In fall of 2014, Amy Beth Gardner became the foster parent of two sisters — Bridgett, 5, and Breonna, 9, according to Us Weekly. The Tennessee mama was looking forward to Halloween with the girls, but was confused about the sisters' reaction every time she mentioned the upcoming holiday.

"I finally asked the girls if they had ever experienced Halloween before coming to live with us and was horrified by their answer," Gardner wrote on her personal Facebook page. She continued:

They took turns telling me about how they had once been given candy for Halloween only to have an adult take the candy and eat it in front of them while making them watch. When the girls began to cry, the adult handed them the brown paper wrappers that had been holding the chocolate peanut butter cups and forced them to eat the empty wrappers — a cruel way to give the girls a literal taste of what they were missing out on that Halloween evening.

Armed with this information, Gardner explained she knew she needed to approach Halloween with the girls cautiously. Her instincts were only confirmed when she saw the sisters were counting the pieces of candy they received while out trick-or-treating. Gardner knew what she needed to do.

"When we got home, I pulled out two plastic bags and a black marker and explained to the girls that I wanted them to count their pieces of candy as they put it into the bags," Gardner wrote. "When they finished counting, I helped them label their bags with the precise number of pieces of candy inside and, each time they would eat a piece of candy, I helped them relabel their bags."

Gardner ultimately adopted Bridgett and Breonna, who are now thriving in her home, according to Us Weekly. The story of that terrible Halloween manages to resurface each year, but something truly touching happened this year.

"Last night, as I was cleaning up our kitchen after dinner, I noticed my youngest daughter rooting around in the pantry," Gardner wrote on Facebook. "As I finished wiping down our countertops, she approached me with a bag of candy she had collected while at a recent Halloween event. She had wrapped the bag in a piece of paper and it was clear she was presenting it to me as a gift."

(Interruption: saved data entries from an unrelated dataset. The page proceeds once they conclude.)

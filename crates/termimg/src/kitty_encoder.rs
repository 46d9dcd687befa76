use std::io::Write;

use crate::{
    Backend,
    error::{Error, Result},
    term_misc::EnvIdentifiers,
};

/// the kitty graphics protocol isn't implemented yet.
/// always fails with `Error::NotImplemented` and writes nothing.
pub fn encode_image(_img: &[u8], _out: impl Write) -> Result<()> {
    Err(Error::NotImplemented(Backend::Kitty))
}

/// checks if the current terminal supports the kitty graphic protocol
pub fn is_kitty_capable(env: &EnvIdentifiers) -> bool {
    env.contains("TERM", "kitty")
}

#[cfg(test)]
mod tests {
    use super::*;

    #[test]
    fn test_encode_is_not_implemented() {
        let mut out = Vec::new();
        let err = encode_image(b"\x89PNG", &mut out).unwrap_err();
        assert!(matches!(err, Error::NotImplemented(Backend::Kitty)));
        assert!(out.is_empty());
    }

    #[test]
    fn test_is_kitty_capable() {
        assert!(is_kitty_capable(&EnvIdentifiers::from_pairs([(
            "TERM",
            "xterm-kitty"
        )])));
        assert!(!is_kitty_capable(&EnvIdentifiers::from_pairs([(
            "TERM",
            "xterm-256color"
        )])));
    }
}
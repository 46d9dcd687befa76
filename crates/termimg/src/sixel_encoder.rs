use crate::{
    animation::{self, Playback},
    capabilities::{DeviceProbe, reply_supports_sixel},
    error::{Error, Result},
    term_misc::EnvIdentifiers,
};
use color_quant::NeuQuant;
use image::{ImageFormat, RgbaImage};
use std::{
    collections::HashMap,
    io::{self, Write},
};
use tracing::{debug, warn};

const SIXEL_MIN: u8 = 0x3f; // '?'
const ALPHA_THRESHOLD: u8 = 128;

/// an image mapped onto a palette of at most 256 colors.
/// `None` pixels are transparent and left unpainted.
#[derive(Debug, Clone, PartialEq, Eq)]
pub struct IndexedImage {
    pub width: usize,
    pub height: usize,
    pub palette: Vec<[u8; 3]>,
    pub pixels: Vec<Option<u8>>,
}

/// encode image bytes into sixel graphics.
/// GIFs go through the animation player, everything else the `image` crate can decode is
/// printed as a single still image.
/// # example:
/// ```
/// use std::io::Cursor;
/// use termimg::animation::Playback;
/// use termimg::sixel_encoder::encode_image;
///
/// let mut png = Vec::new();
/// image::RgbaImage::from_pixel(4, 4, image::Rgba([255, 0, 0, 255]))
///     .write_to(&mut Cursor::new(&mut png), image::ImageFormat::Png)
///     .unwrap();
///
/// let mut out = Vec::new();
/// encode_image(&png, &mut out, &Playback::default()).unwrap();
/// assert!(out.starts_with(b"\x1bP0;1q\"1;1;4;4"));
/// ```
pub fn encode_image(img: &[u8], mut out: impl Write, playback: &Playback) -> Result<()> {
    if image::guess_format(img).is_ok_and(|f| f == ImageFormat::Gif) {
        debug!("gif input, using the animation player");
        let frames = animation::play(img, out, playback)?;
        debug!(frames, "animation finished");
        return Ok(());
    }

    let dyn_img = image::load_from_memory(img)?;
    encode_rgba(&dyn_img.to_rgba8(), &mut out)?;
    out.flush()?;
    Ok(())
}

/// quantizes and prints a single rgba raster
pub fn encode_rgba(img: &RgbaImage, out: &mut impl Write) -> Result<()> {
    if img.width() == 0 || img.height() == 0 {
        return Err(Error::EmptyImage);
    }
    let indexed = quantize(img);
    write_sixel(out, &indexed)?;
    Ok(())
}

/// checks if the current terminal supports Sixel's graphic protocol.
/// some terminals are known outright, for the ambiguous ones the terminal is asked.
pub fn is_sixel_capable(env: &EnvIdentifiers, probe: &mut dyn DeviceProbe) -> bool {
    if env.equals("TERM_PROGRAM", "macterm") {
        return true;
    }

    match env.get("TERM") {
        Some("mlterm" | "yaft-256color" | "foot") => true,
        Some("st-256color" | "xterm" | "xterm-256color") => match probe.device_attributes() {
            Ok(reply) => {
                debug!(?reply, "device attributes");
                reply_supports_sixel(&reply)
            }
            Err(err) => {
                warn!(%err, "sixel probe failed, assuming no sixel support");
                false
            }
        },
        _ => false,
    }
}

/// reduces an rgba image into at most 256 colors.
/// images that already fit in 256 colors keep them exactly, the rest go through NeuQuant.
pub fn quantize(img: &RgbaImage) -> IndexedImage {
    let width = img.width() as usize;
    let height = img.height() as usize;

    if let Some(exact) = exact_palette(img) {
        return exact;
    }

    let opaque: Vec<u8> = img
        .pixels()
        .filter(|p| p[3] >= ALPHA_THRESHOLD)
        .flat_map(|p| [p[0], p[1], p[2], 255])
        .collect();

    let nq = NeuQuant::new(10, 256, &opaque);
    let palette = nq
        .color_map_rgb()
        .chunks(3)
        .map(|c| [c[0], c[1], c[2]])
        .collect();
    let pixels = img
        .pixels()
        .map(|p| (p[3] >= ALPHA_THRESHOLD).then(|| nq.index_of(&[p[0], p[1], p[2], 255]) as u8))
        .collect();

    IndexedImage {
        width,
        height,
        palette,
        pixels,
    }
}

// None when the opaque pixels use more than 256 colors
fn exact_palette(img: &RgbaImage) -> Option<IndexedImage> {
    let mut palette: Vec<[u8; 3]> = Vec::new();
    let mut lookup: HashMap<[u8; 3], u8> = HashMap::new();
    let mut pixels = Vec::with_capacity(img.width() as usize * img.height() as usize);

    for p in img.pixels() {
        if p[3] < ALPHA_THRESHOLD {
            pixels.push(None);
            continue;
        }
        let rgb = [p[0], p[1], p[2]];
        let idx = match lookup.get(&rgb) {
            Some(&idx) => idx,
            None => {
                if palette.len() == 256 {
                    return None;
                }
                let idx = palette.len() as u8;
                palette.push(rgb);
                lookup.insert(rgb, idx);
                idx
            }
        };
        pixels.push(Some(idx));
    }

    if palette.is_empty() {
        palette.push([0, 0, 0]);
    }
    Some(IndexedImage {
        width: img.width() as usize,
        height: img.height() as usize,
        palette,
        pixels,
    })
}

/// writes a full DCS sixel sequence for an indexed image
pub fn write_sixel<W: Write>(out: &mut W, img: &IndexedImage) -> io::Result<()> {
    let width = img.width;
    let height = img.height;
    let palette_size = img.palette.len();
    let mut buf = Vec::with_capacity(width * height / 2 + palette_size * 16);

    // DECSIXEL introducer, P2=1 keeps unpainted pixels transparent, then raster attributes
    write!(buf, "\x1bP0;1q\"1;1;{};{}", width, height)?;

    for (i, &[r, g, b]) in img.palette.iter().enumerate() {
        write!(buf, "#{};2;{};{};{}", i, percent(r), percent(g), percent(b))?;
    }

    let mut color_used = vec![false; palette_size];
    let mut sixel_data = vec![0u8; width * palette_size];

    // Process the image in 6-pixel strips
    let sixel_rows = height.div_ceil(6);
    for row in 0..sixel_rows {
        // Graphics NL
        if row > 0 {
            buf.push(b'-');
        }

        color_used.fill(false);
        sixel_data.fill(0);

        for p in 0..6 {
            let y = (row * 6) + p;
            if y >= height {
                break;
            }

            for x in 0..width {
                let Some(color_idx) = img.pixels[y * width + x] else {
                    continue;
                };
                let color_idx = color_idx as usize;
                color_used[color_idx] = true;
                sixel_data[(width * color_idx) + x] |= 1 << p;
            }
        }

        let mut first_color_written = false;
        for n in 0..palette_size {
            if !color_used[n] {
                continue;
            }

            // Graphics CR
            if first_color_written {
                buf.push(b'$');
            }

            write!(buf, "#{}", n)?;

            let mut rle_count = 0;
            let mut prev_sixel = None;

            for x in 0..width {
                let next_sixel = sixel_data[(n * width) + x];

                if let Some(prev) = prev_sixel
                    && next_sixel != prev
                {
                    write_gri(&mut buf, rle_count, prev)?;
                    rle_count = 0;
                }

                prev_sixel = Some(next_sixel);
                rle_count += 1;
            }

            if let Some(prev) = prev_sixel {
                write_gri(&mut buf, rle_count, prev)?;
            }

            first_color_written = true;
        }
    }

    buf.extend_from_slice(b"\x1b\\");
    out.write_all(&buf)
}

fn percent(channel: u8) -> u32 {
    (channel as u32 * 100 + 127) / 255
}

// Graphics Repeat Introducer encoding
fn write_gri<W: Write>(out: &mut W, repeat_count: usize, sixel: u8) -> io::Result<()> {
    if repeat_count == 0 {
        return Ok(());
    }

    let sixel = SIXEL_MIN + (sixel & 0b111111);

    if repeat_count > 3 {
        write!(out, "!{}{}", repeat_count, sixel as char)?;
    } else {
        for _ in 0..repeat_count {
            out.write_all(&[sixel])?;
        }
    }

    Ok(())
}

When Gardner pulled the piece of paper off the bag, she read the following words written by Bridgett: "Mom, I want to give you a taste of how much love I have for you by giving you my candy." Her youngest daughter — who had once been forced to eat empty candy wrappers — filled a bag of candy for her mom and gave it as a gift.

"You have gifts to offer, too," Gardner wrote. "But, like my daughter and her candy, I’m almost certain that your most valuable gift is connected to deeply rooted pain in your life." She continued:

You and I have the opportunity daily to make the choice to take the terrible things that have happened to us and turn them into gifts to offer to this hurting world. My daughter’s gift of candy was priceless because of what it cost her. She chose to give despite what had been done to her. What if you and I show that same kind of courage today as we take inventory of our own pain — and allow the bitter to become sweet?

I'm not crying. You're crying. How incredibly sweet. This mom knew exactly how to handle a very delicate situation and in doing so, she established her girls' trust right from the start. Gardner originally shared the story on Oct. 25 on her personal Facebook page; it has since attracted more than 6,500 likes and thousands of shares. The story quickly went viral when the post was shared on the Love What Matters Facebook page on Oct. 27. There, it has wracked up a whopping 39,000 likes.

This mom's thoughtful approach to her daughters' trauma led to building a foundation of trust that has only blossomed through the years. She could have easily brushed off their fears, but instead Gardner helped the sisters work through them. And the results were more than worth it.